Sacred Heart had a 12-game unbeaten streak snapped by RIT on Friday night, but the Pioneers won Saturday to give them an 11-1-2 record in their last 14 games, making them one of the hottest teams in college hockey. The driving forces behind Sacred Heart’s success have been senior forwards Nick Johnson and Dave Jarman, who are currently tied for fourth in the national scoring race, averaging 1.39 points on 39 points in 22 games. The Campbellnomics system, however, awards Johnson 20.5 points, while helper-happy Jarman comes up shorter with 16 points, giving Johnson and Jarman averages of .73 CPPG and .57 CPPG, respectively.
Finally, we’ll jump over to the CHA and take a look at Bemidji State forward Matt Read, who’s been the conference’s top player from the drop of the first puck this season. Now, Read’s Hobey Buzz has fallen off since the early going, but he’s still one of the nation’s top 20 scorers – 19th, to be exact – with 14 goals and 18 assists in 26 games, an average of 1.23 points per game. Meanwhile, Campbellnomics awards him 19 points, an average of .73 CPPG.
So, just to recap:
Jacques Lamoureux, Air Force: .80 CPPG
Matt Read, Bemidji State: .73 CPPG
Nick Johnson, Sacred Heart, .73 CPPG
Cory Conacher, Canisius, .71 CPPG
Dave Jarman, Sacred Heart, .57 CPPG
So, does that mean to pencil in Lamoureux for a Hobey finalist spot? Not necessarily. What we need to remember here is that Read leads a team that is ranked No. 7 in the country, and is in contention for a top-four seed in the NCAA tournament. The same can not be said for Air Force, which needs to win Atlantic Hockey to make the NCAA tournament. That’s a big difference maker.
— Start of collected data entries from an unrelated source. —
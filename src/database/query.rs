//! # Query Engine
//!
//! Full-table scans with a fixed three-phase pipeline, always in this
//! order:
//!
//! 1. **Filter** — decode every record file in the table directory and keep
//!    the ones the predicate accepts. Undecodable files and malformed
//!    filenames are logged and skipped; a single bad file never aborts the
//!    scan.
//! 2. **Sort** — stable ascending order by the caller's comparator, when
//!    supplied. Without one, results keep the backend's directory iteration
//!    order, which is filesystem-dependent and NOT stable across calls or
//!    platforms. Callers that need deterministic results must supply a
//!    comparator.
//! 3. **Limit** — truncate to the first `limit` survivors when `limit > 0`.
//!
//! `count` without a filter is a fast path: it counts record filenames
//! without decoding, so corrupt-but-present files still count. With a
//! filter it scans like `fetch` and counts the survivors.

use std::cmp::Ordering;
use std::io;

use tracing::{debug, warn};

use crate::config::RECORD_FILE_SUFFIX;
use crate::database::catalog::TableMeta;
use crate::database::Database;
use crate::error::{Error, Result};
use crate::id::RecordId;
use crate::records::Record;

/// Builder for a table query: optional filter, optional comparator,
/// optional limit.
///
/// ```ignore
/// let top = db
///     .select("users")
///     .filter(|r| r.get_bool(2).unwrap_or(false))
///     .order_by(|a, b| a.get_text(1).unwrap_or("").cmp(b.get_text(1).unwrap_or("")))
///     .limit(10)
///     .fetch()?;
/// ```
pub struct Select<'db> {
    db: &'db Database,
    table: String,
    filter: Option<Box<dyn Fn(&Record) -> bool + 'db>>,
    order: Option<Box<dyn Fn(&Record, &Record) -> Ordering + 'db>>,
    limit: usize,
}

impl Database {
    /// Starts a query over `table`.
    pub fn select(&self, table: &str) -> Select<'_> {
        Select {
            db: self,
            table: table.to_string(),
            filter: None,
            order: None,
            limit: 0,
        }
    }

    /// Counts all records of `table` without decoding them.
    pub fn count(&self, table: &str) -> Result<u64> {
        self.select(table).count()
    }
}

impl<'db> Select<'db> {
    /// Keeps only records the predicate accepts.
    pub fn filter(mut self, predicate: impl Fn(&Record) -> bool + 'db) -> Self {
        self.filter = Some(Box::new(predicate));
        self
    }

    /// Sorts results ascending by a three-way comparator. The sort is
    /// stable.
    pub fn order_by(mut self, comparator: impl Fn(&Record, &Record) -> Ordering + 'db) -> Self {
        self.order = Some(Box::new(comparator));
        self
    }

    /// Caps the number of results; `0` means no limit.
    pub fn limit(mut self, limit: usize) -> Self {
        self.limit = limit;
        self
    }

    /// Runs the filter → sort → limit pipeline and returns the surviving
    /// records as an owned vector.
    pub fn fetch(self) -> Result<Vec<Record>> {
        let meta = self.db.table(&self.table)?;

        let mut results = self.db.scan(meta, self.filter.as_deref())?;
        debug!("select from {}: {} records after filtering", self.table, results.len());

        if let Some(comparator) = &self.order {
            results.sort_by(|a, b| comparator(a, b));
        }

        if self.limit > 0 && results.len() > self.limit {
            results.truncate(self.limit);
        }

        Ok(results)
    }

    /// Counts matching records. Without a filter this only looks at
    /// filenames; with one it decodes like [`Select::fetch`].
    pub fn count(self) -> Result<u64> {
        let meta = self.db.table(&self.table)?;

        if self.filter.is_some() {
            return Ok(self.db.scan(meta, self.filter.as_deref())?.len() as u64);
        }

        let entries = match self.db.backend.read_dir(&meta.dir) {
            Ok(entries) => entries,
            Err(err) if err.kind() == io::ErrorKind::NotFound => return Ok(0),
            Err(err) => return Err(Error::Io(err)),
        };
        Ok(entries
            .iter()
            .filter(|e| !e.is_dir && e.name.ends_with(RECORD_FILE_SUFFIX))
            .count() as u64)
    }
}

impl Database {
    /// Phase 1 of the pipeline: decode every record file, apply the filter.
    /// Skips subdirectories, non-record names, malformed identifier stems,
    /// and records that fail to decode.
    pub(crate) fn scan(
        &self,
        meta: &TableMeta,
        filter: Option<&(dyn Fn(&Record) -> bool + '_)>,
    ) -> Result<Vec<Record>> {
        let entries = match self.backend.read_dir(&meta.dir) {
            Ok(entries) => entries,
            Err(err) if err.kind() == io::ErrorKind::NotFound => {
                debug!("table directory {} is absent, empty scan", meta.dir.display());
                return Ok(Vec::new());
            }
            Err(err) => return Err(Error::Io(err)),
        };

        let mut results = Vec::new();
        for entry in entries {
            if entry.is_dir {
                continue;
            }
            let Some(stem) = entry.name.strip_suffix(RECORD_FILE_SUFFIX) else {
                debug!("skipping non-record file {}", entry.name);
                continue;
            };
            let Some(id) = RecordId::from_hex(stem) else {
                warn!("skipping record file with malformed identifier: {}", entry.name);
                continue;
            };

            match self.get(&meta.name, id) {
                Ok(record) => {
                    if filter.map_or(true, |keep| keep(&record)) {
                        results.push(record);
                    }
                }
                Err(err) => {
                    warn!("skipping unreadable record {} during scan: {}", id, err);
                }
            }
        }

        Ok(results)
    }
}
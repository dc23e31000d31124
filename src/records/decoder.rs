//! # Record Decoder
//!
//! Parses codec bytes back into an owned [`Record`]. Validation is strict:
//! the header length must match the schema's layout exactly, the offset
//! table must be monotonic and in bounds, and the payload must end exactly
//! where the last offset says it does. Bytes that were not produced by the
//! encoder for the same schema fail here rather than decoding into nonsense.

use eyre::{bail, ensure, Result};

use crate::records::schema::Schema;
use crate::records::types::DataType;
use crate::records::value::{Record, Value};

/// Decodes `data` against `schema` into an owned record.
pub fn decode(schema: &Schema, data: &[u8]) -> Result<Record> {
    ensure!(data.len() >= 2, "record data too short for a header");

    let header_len = u16::from_le_bytes([data[0], data[1]]) as usize;
    ensure!(
        header_len == schema.header_size(),
        "header length {} does not match schema layout ({} expected)",
        header_len,
        schema.header_size()
    );

    let fixed_start = header_len;
    let var_start = header_len + schema.total_fixed_size();
    ensure!(
        data.len() >= var_start,
        "record truncated: {} bytes, fixed data ends at {}",
        data.len(),
        var_start
    );

    let bitmap = &data[2..2 + Schema::null_bitmap_size(schema.column_count())];
    let offsets = &data[2 + bitmap.len()..header_len];

    let var_len = data.len() - var_start;
    let mut prev_end = 0usize;
    for var_idx in 0..schema.var_column_count() {
        let end =
            u16::from_le_bytes([offsets[var_idx * 2], offsets[var_idx * 2 + 1]]) as usize;
        ensure!(end >= prev_end, "offset table is not monotonic");
        ensure!(end <= var_len, "offset table points past the payload");
        prev_end = end;
    }
    ensure!(
        prev_end == var_len,
        "{} trailing bytes after variable data",
        var_len - prev_end
    );

    let var_bounds = |var_idx: usize| -> (usize, usize) {
        let end =
            u16::from_le_bytes([offsets[var_idx * 2], offsets[var_idx * 2 + 1]]) as usize;
        let start = if var_idx == 0 {
            0
        } else {
            u16::from_le_bytes([offsets[(var_idx - 1) * 2], offsets[(var_idx - 1) * 2 + 1]])
                as usize
        };
        (var_start + start, var_start + end)
    };

    let mut values = Vec::with_capacity(schema.column_count());
    for (idx, col) in schema.columns().iter().enumerate() {
        if bitmap[idx / 8] & (1 << (idx % 8)) != 0 {
            values.push(Value::Null);
            continue;
        }

        let value = match col.data_type {
            DataType::Bool => {
                Value::Bool(data[fixed_start + schema.fixed_offset(idx)] != 0)
            }
            DataType::Int4 => {
                let v = i32::from_le_bytes(fixed_bytes(data, fixed_start, schema, idx)?);
                Value::Int(v as i64)
            }
            DataType::Int8 => {
                Value::Int(i64::from_le_bytes(fixed_bytes(data, fixed_start, schema, idx)?))
            }
            DataType::Float8 => {
                Value::Float(f64::from_le_bytes(fixed_bytes(data, fixed_start, schema, idx)?))
            }
            DataType::Timestamp => Value::Timestamp(i64::from_le_bytes(fixed_bytes(
                data,
                fixed_start,
                schema,
                idx,
            )?)),
            DataType::Text => {
                let var_idx = schema
                    .var_column_index(idx)
                    .ok_or_else(|| eyre::eyre!("column {} is not a variable column", idx))?;
                let (start, end) = var_bounds(var_idx);
                match std::str::from_utf8(&data[start..end]) {
                    Ok(s) => Value::Text(s.to_string()),
                    Err(err) => bail!("column '{}' holds invalid utf-8: {}", col.name, err),
                }
            }
            DataType::Blob => {
                let var_idx = schema
                    .var_column_index(idx)
                    .ok_or_else(|| eyre::eyre!("column {} is not a variable column", idx))?;
                let (start, end) = var_bounds(var_idx);
                Value::Blob(data[start..end].to_vec())
            }
        };
        values.push(value);
    }

    Ok(Record::new(values))
}

fn fixed_bytes<const LEN: usize>(
    data: &[u8],
    fixed_start: usize,
    schema: &Schema,
    col_idx: usize,
) -> Result<[u8; LEN]> {
    let offset = fixed_start + schema.fixed_offset(col_idx);
    data[offset..offset + LEN]
        .try_into()
        .map_err(|_| eyre::eyre!("insufficient data for column {}", col_idx))
}
//! # Format Constants
//!
//! These constants define the on-disk layout:
//!
//! ```text
//! {prefix}/lodb/<db_name>/<table_name>/<16-hex-digit-id>.pr
//! ```
//!
//! The layout is a compatibility surface. Changing `DB_ROOT_DIR`,
//! `RECORD_FILE_SUFFIX`, or `ID_HEX_LEN` makes existing databases unreadable,
//! so treat them as frozen.
//!
//! ## Dependencies
//!
//! ```text
//! MAX_RECORD_SIZE (2048 bytes)
//!       │
//!       ├─> encoder rejects records whose encoded form exceeds this
//!       └─> reader never pulls more than this many bytes from a record file
//!
//! RECORD_FILE_SUFFIX (".pr")
//!       │
//!       ├─> TMP_FILE_SUFFIX (".pr.tmp", must not end in ".pr" or scans
//!       │     would pick up in-flight updates)
//!       └─> scan/count recognize record files by this suffix
//! ```

/// Maximum encoded size of a single record in bytes.
/// Exceeding this bound is an encode failure, not a truncation.
pub const MAX_RECORD_SIZE: usize = 2048;

/// Root directory for all databases, directly under the backend prefix.
pub const DB_ROOT_DIR: &str = "lodb";

/// Suffix of record files inside a table directory.
pub const RECORD_FILE_SUFFIX: &str = ".pr";

/// Suffix of the scratch file written during an update, renamed over the
/// record file on success. Never matches `RECORD_FILE_SUFFIX`, so scans and
/// counts ignore in-flight updates.
pub const TMP_FILE_SUFFIX: &str = ".pr.tmp";

/// Width of a hex-encoded record identifier: high 32 bits then low 32 bits,
/// zero-padded.
pub const ID_HEX_LEN: usize = 16;

const _: () = assert!(
    MAX_RECORD_SIZE >= 2,
    "a record file must at least hold the codec header length"
);
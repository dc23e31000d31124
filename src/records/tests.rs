//! Tests for the record codec

use super::*;

fn user_schema() -> Schema {
    Schema::new(vec![
        ColumnDef::new("id", DataType::Int8),
        ColumnDef::new("name", DataType::Text),
        ColumnDef::new("active", DataType::Bool),
        ColumnDef::new("score", DataType::Float8),
        ColumnDef::new("avatar", DataType::Blob),
        ColumnDef::new("created", DataType::Timestamp),
    ])
}

#[test]
fn schema_tracks_fixed_and_variable_columns() {
    let schema = user_schema();

    assert_eq!(schema.column_count(), 6);
    assert_eq!(schema.var_column_count(), 2);

    assert_eq!(schema.var_column_index(1), Some(0));
    assert_eq!(schema.var_column_index(4), Some(1));
    assert_eq!(schema.var_column_index(0), None);
}

#[test]
fn schema_calculates_fixed_offsets() {
    let schema = Schema::new(vec![
        ColumnDef::new("a", DataType::Int4),
        ColumnDef::new("b", DataType::Int8),
        ColumnDef::new("c", DataType::Text),
        ColumnDef::new("d", DataType::Bool),
    ]);

    assert_eq!(schema.fixed_offset(0), 0);
    assert_eq!(schema.fixed_offset(1), 4);
    assert_eq!(schema.fixed_offset(2), 12);
    assert_eq!(schema.fixed_offset(3), 12);
    assert_eq!(schema.total_fixed_size(), 13);
}

#[test]
fn schema_header_size_counts_length_bitmap_and_offsets() {
    // 2 (length) + 1 (bitmap for 6 columns) + 4 (two var offsets)
    assert_eq!(user_schema().header_size(), 7);
}

#[test]
fn encode_decode_round_trips_all_types() {
    let schema = user_schema();
    let record = Record::new(vec![
        Value::Int(42),
        Value::Text("alice".to_string()),
        Value::Bool(true),
        Value::Float(99.5),
        Value::Blob(vec![0xde, 0xad, 0xbe, 0xef]),
        Value::Timestamp(1_700_000_000_000),
    ]);

    let mut buf = [0u8; 2048];
    let written = encode(&schema, &record, &mut buf).unwrap();
    let decoded = decode(&schema, &buf[..written]).unwrap();

    assert_eq!(decoded, record);
}

#[test]
fn encode_decode_round_trips_nulls() {
    let schema = user_schema();
    let record = Record::new(vec![
        Value::Int(7),
        Value::Null,
        Value::Null,
        Value::Float(0.0),
        Value::Null,
        Value::Timestamp(0),
    ]);

    let mut buf = [0u8; 2048];
    let written = encode(&schema, &record, &mut buf).unwrap();
    let decoded = decode(&schema, &buf[..written]).unwrap();

    assert!(decoded.is_null(1));
    assert!(decoded.is_null(2));
    assert!(decoded.is_null(4));
    assert_eq!(decoded, record);
}

#[test]
fn encode_decode_round_trips_empty_text_and_blob() {
    let schema = Schema::new(vec![
        ColumnDef::new("t", DataType::Text),
        ColumnDef::new("b", DataType::Blob),
    ]);
    let record = Record::new(vec![
        Value::Text(String::new()),
        Value::Blob(Vec::new()),
    ]);

    let mut buf = [0u8; 64];
    let written = encode(&schema, &record, &mut buf).unwrap();
    let decoded = decode(&schema, &buf[..written]).unwrap();

    assert_eq!(decoded.get_text(0).unwrap(), "");
    assert_eq!(decoded.get_blob(1).unwrap(), b"");
}

#[test]
fn encode_rejects_column_count_mismatch() {
    let schema = user_schema();
    let record = Record::new(vec![Value::Int(1)]);

    let mut buf = [0u8; 2048];
    let err = encode(&schema, &record, &mut buf).unwrap_err();
    assert!(err.to_string().contains("columns"));
}

#[test]
fn encode_rejects_type_mismatch() {
    let schema = Schema::new(vec![ColumnDef::new("id", DataType::Int8)]);
    let record = Record::new(vec![Value::Text("not an int".to_string())]);

    let mut buf = [0u8; 64];
    assert!(encode(&schema, &record, &mut buf).is_err());
}

#[test]
fn encode_rejects_int4_overflow() {
    let schema = Schema::new(vec![ColumnDef::new("small", DataType::Int4)]);
    let record = Record::new(vec![Value::Int(i64::from(i32::MAX) + 1)]);

    let mut buf = [0u8; 64];
    let err = encode(&schema, &record, &mut buf).unwrap_err();
    assert!(err.to_string().contains("int4"));
}

#[test]
fn encode_enforces_the_buffer_bound() {
    let schema = Schema::new(vec![ColumnDef::new("body", DataType::Text)]);
    let record = Record::new(vec![Value::Text("x".repeat(4096))]);

    let mut buf = [0u8; 2048];
    assert!(encode(&schema, &record, &mut buf).is_err());
}

#[test]
fn encode_fits_exactly_at_the_bound() {
    let schema = Schema::new(vec![ColumnDef::new("body", DataType::Blob)]);
    // header is 2 + 1 + 2 = 5 bytes, so 2043 payload bytes land exactly on 2048
    let record = Record::new(vec![Value::Blob(vec![1u8; 2043])]);

    let mut buf = [0u8; 2048];
    let written = encode(&schema, &record, &mut buf).unwrap();
    assert_eq!(written, 2048);

    let decoded = decode(&schema, &buf[..written]).unwrap();
    assert_eq!(decoded.get_blob(0).unwrap().len(), 2043);
}

#[test]
fn decode_rejects_empty_and_tiny_input() {
    let schema = user_schema();
    assert!(decode(&schema, &[]).is_err());
    assert!(decode(&schema, &[0x07]).is_err());
}

#[test]
fn decode_rejects_wrong_header_length() {
    let schema = user_schema();
    let data = vec![0xff, 0x00, 0, 0, 0, 0, 0, 0, 0, 0];
    assert!(decode(&schema, &data).is_err());
}

#[test]
fn decode_rejects_foreign_bytes() {
    let schema = user_schema();
    assert!(decode(&schema, b"this is not a record at all").is_err());
}

#[test]
fn decode_rejects_truncated_payload() {
    let schema = user_schema();
    let record = Record::new(vec![
        Value::Int(1),
        Value::Text("hello".to_string()),
        Value::Bool(false),
        Value::Float(1.0),
        Value::Blob(vec![9; 8]),
        Value::Timestamp(5),
    ]);

    let mut buf = [0u8; 2048];
    let written = encode(&schema, &record, &mut buf).unwrap();
    assert!(decode(&schema, &buf[..written - 3]).is_err());
}

#[test]
fn decode_rejects_invalid_utf8_text() {
    let schema = Schema::new(vec![ColumnDef::new("t", DataType::Text)]);

    // hand-built: header (2 + 1 + 2 = 5), one var column ending at 2
    let data = vec![0x05, 0x00, 0x00, 0x02, 0x00, 0xff, 0xfe];
    let err = decode(&schema, &data).unwrap_err();
    assert!(err.to_string().contains("utf-8"));
}

#[test]
fn record_typed_getters_enforce_types() {
    let record = Record::new(vec![Value::Int(3), Value::Text("x".to_string())]);

    assert_eq!(record.get_int(0).unwrap(), 3);
    assert_eq!(record.get_text(1).unwrap(), "x");
    assert!(record.get_text(0).is_err());
    assert!(record.get_int(2).is_err());
}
Of course, Lamoureux also has the benefit of playing for a service academy, which ties in with the history of Hobey Baker, and a personal story and record of community work that bolster his case.
Could there be room for both? Possibly. But if there’s only one, my guess is that Read has the edge.
In any event, I think that Conacher is a candidate to go the way of Brian Leitch, Dave Borelli, and others who have posted big numbers but failed to receive Hobey recognition. But then again, he’s just a junior, so there’s always next year.
But that’s just me. What do you think? You think Ken Campbell’s onto something?